#### TASK DESCRIPTION
Wherever "const" appears in the records below, copy the line that holds it.

#### RAW DATA
= = =
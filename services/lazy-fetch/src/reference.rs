//! Image reference parsing.
//!
//! A reference is `<host>[:port]/<repository>[:tag][@digest]`. The host is
//! mandatory: a reference must address a specific registry, so there is no
//! implicit Docker Hub fallback.

use std::fmt;
use std::str::FromStr;

use plfm_span_index::Digest;

use crate::error::ReferenceError;

const MAX_TAG_LEN: usize = 128;

/// A parsed image reference.
#[derive(Debug, Clone, PartialEq, Eq)]
pub struct Reference {
    host: String,
    repository: String,
    tag: Option<String>,
    digest: Option<Digest>,
}

impl Reference {
    pub fn parse(s: &str) -> Result<Self, ReferenceError> {
        if s.is_empty() {
            return Err(ReferenceError::Empty);
        }

        let (name, digest) = match s.split_once('@') {
            Some((name, digest)) => {
                let digest =
                    Digest::parse(digest).map_err(|source| ReferenceError::InvalidDigest {
                        reference: s.to_string(),
                        source,
                    })?;
                (name, Some(digest))
            }
            None => (s, None),
        };

        // A ':' followed by a '/' is a port, not a tag.
        let (name, tag) = match name.rsplit_once(':') {
            Some((name, tag)) if !tag.contains('/') => (name, Some(tag)),
            _ => (name, None),
        };

        let (host, repository) = name
            .split_once('/')
            .ok_or_else(|| ReferenceError::MissingHost(s.to_string()))?;
        if !is_host(host) {
            return Err(ReferenceError::MissingHost(s.to_string()));
        }
        if !is_repository(repository) {
            return Err(ReferenceError::InvalidRepository(repository.to_string()));
        }
        if let Some(tag) = tag {
            if !is_tag(tag) {
                return Err(ReferenceError::InvalidTag(tag.to_string()));
            }
        }

        Ok(Self {
            host: host.to_string(),
            repository: repository.to_string(),
            tag: tag.map(str::to_string),
            digest,
        })
    }

    /// Registry host, including the port when one was given.
    pub fn host(&self) -> &str {
        &self.host
    }

    /// Host name without the port.
    pub fn hostname(&self) -> &str {
        if let Some(rest) = self.host.strip_prefix('[') {
            return rest.split_once(']').map_or(rest, |(ip, _)| ip);
        }
        self.host
            .rsplit_once(':')
            .map_or(self.host.as_str(), |(name, _)| name)
    }

    pub fn repository(&self) -> &str {
        &self.repository
    }

    pub fn tag(&self) -> Option<&str> {
        self.tag.as_deref()
    }

    pub fn digest(&self) -> Option<&Digest> {
        self.digest.as_ref()
    }

    /// `<host>/<repository>`.
    pub fn locator(&self) -> String {
        format!("{}/{}", self.host, self.repository)
    }

    /// The object a registry request addresses: the digest when present,
    /// otherwise the tag, otherwise `latest`.
    pub fn object(&self) -> String {
        match (&self.digest, &self.tag) {
            (Some(digest), _) => digest.to_string(),
            (None, Some(tag)) => tag.clone(),
            (None, None) => "latest".to_string(),
        }
    }

    /// The same repository, pinned to `digest`.
    pub fn with_digest(&self, digest: &Digest) -> Self {
        Self {
            host: self.host.clone(),
            repository: self.repository.clone(),
            tag: None,
            digest: Some(digest.clone()),
        }
    }
}

impl fmt::Display for Reference {
    fn fmt(&self, f: &mut fmt::Formatter<'_>) -> fmt::Result {
        write!(f, "{}/{}", self.host, self.repository)?;
        if let Some(tag) = &self.tag {
            write!(f, ":{tag}")?;
        }
        if let Some(digest) = &self.digest {
            write!(f, "@{digest}")?;
        }
        Ok(())
    }
}

impl FromStr for Reference {
    type Err = ReferenceError;

    fn from_str(s: &str) -> Result<Self, Self::Err> {
        Self::parse(s)
    }
}

fn is_host(host: &str) -> bool {
    if host.is_empty() {
        return false;
    }
    if !(host.contains('.') || host.contains(':') || host == "localhost") {
        return false;
    }
    host.chars()
        .all(|c| c.is_ascii_alphanumeric() || matches!(c, '.' | '-' | ':' | '[' | ']'))
}

fn is_repository(repository: &str) -> bool {
    !repository.is_empty() && repository.split('/').all(is_path_component)
}

fn is_path_component(component: &str) -> bool {
    let bytes = component.as_bytes();
    let (Some(first), Some(last)) = (bytes.first(), bytes.last()) else {
        return false;
    };
    let alnum = |b: &u8| b.is_ascii_lowercase() || b.is_ascii_digit();
    alnum(first)
        && alnum(last)
        && bytes
            .iter()
            .all(|b| alnum(b) || matches!(b, b'.' | b'_' | b'-'))
}

fn is_tag(tag: &str) -> bool {
    let bytes = tag.as_bytes();
    let Some(first) = bytes.first() else {
        return false;
    };
    let word = |b: &u8| b.is_ascii_alphanumeric() || *b == b'_';
    bytes.len() <= MAX_TAG_LEN
        && word(first)
        && bytes.iter().all(|b| word(b) || matches!(b, b'.' | b'-'))
}

#[cfg(test)]
mod tests {
    use rstest::rstest;

    use super::*;

    const DIGEST: &str = "sha256:2cf24dba5fb0a30e26e83b2ac5b9e29e1b161e5c1fa7425e73043362938b9824";

    #[test]
    fn test_parse_tagged() {
        let reference = Reference::parse("registry.example.com/team/app:v1.2").unwrap();
        assert_eq!(reference.host(), "registry.example.com");
        assert_eq!(reference.repository(), "team/app");
        assert_eq!(reference.tag(), Some("v1.2"));
        assert_eq!(reference.digest(), None);
        assert_eq!(reference.locator(), "registry.example.com/team/app");
        assert_eq!(reference.object(), "v1.2");
    }

    #[test]
    fn test_parse_port_without_tag() {
        let reference = Reference::parse("localhost:5000/app").unwrap();
        assert_eq!(reference.host(), "localhost:5000");
        assert_eq!(reference.hostname(), "localhost");
        assert_eq!(reference.tag(), None);
        assert_eq!(reference.object(), "latest");
    }

    #[test]
    fn test_parse_digest() {
        let reference = Reference::parse(&format!("127.0.0.1:5000/repo@{DIGEST}")).unwrap();
        assert_eq!(reference.host(), "127.0.0.1:5000");
        assert_eq!(reference.hostname(), "127.0.0.1");
        assert_eq!(reference.digest().unwrap().to_string(), DIGEST);
        assert_eq!(reference.object(), DIGEST);
    }

    #[test]
    fn test_ipv6_hostname() {
        let reference = Reference::parse("[::1]:5000/repo:latest").unwrap();
        assert_eq!(reference.host(), "[::1]:5000");
        assert_eq!(reference.hostname(), "::1");
    }

    #[test]
    fn test_with_digest_drops_tag() {
        let digest = Digest::parse(DIGEST).unwrap();
        let reference = Reference::parse("ghcr.io/org/app:latest")
            .unwrap()
            .with_digest(&digest);
        assert_eq!(reference.to_string(), format!("ghcr.io/org/app@{DIGEST}"));
        assert_eq!(reference.locator(), "ghcr.io/org/app");
    }

    #[test]
    fn test_display_round_trips() {
        for s in [
            "ghcr.io/org/app",
            "ghcr.io/org/app:1.0",
            "localhost:5000/a/b/c:x",
        ] {
            assert_eq!(Reference::parse(s).unwrap().to_string(), s);
        }
    }

    #[rstest]
    #[case("")]
    #[case("alpine")]
    #[case("alpine:latest")]
    #[case("library/alpine")]
    #[case("ghcr.io/")]
    #[case("ghcr.io/Org/app")]
    #[case("ghcr.io/org//app")]
    #[case("ghcr.io/org/app:-bad")]
    #[case("ghcr.io/org/app@sha256:xyz")]
    fn test_rejects_invalid(#[case] input: &str) {
        assert!(Reference::parse(input).is_err(), "{input:?} should be rejected");
    }

    #[test]
    fn test_missing_host_error() {
        assert_eq!(
            Reference::parse("library/alpine"),
            Err(ReferenceError::MissingHost("library/alpine".to_string()))
        );
    }
}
= = =
#### FINISHED TASK
const MAX_TAG_LEN: usize = 128;
    const DIGEST: &str = "sha256:2cf24dba5fb0a30e26e83b2ac5b9e29e1b161e5c1fa7425e73043362938b9824";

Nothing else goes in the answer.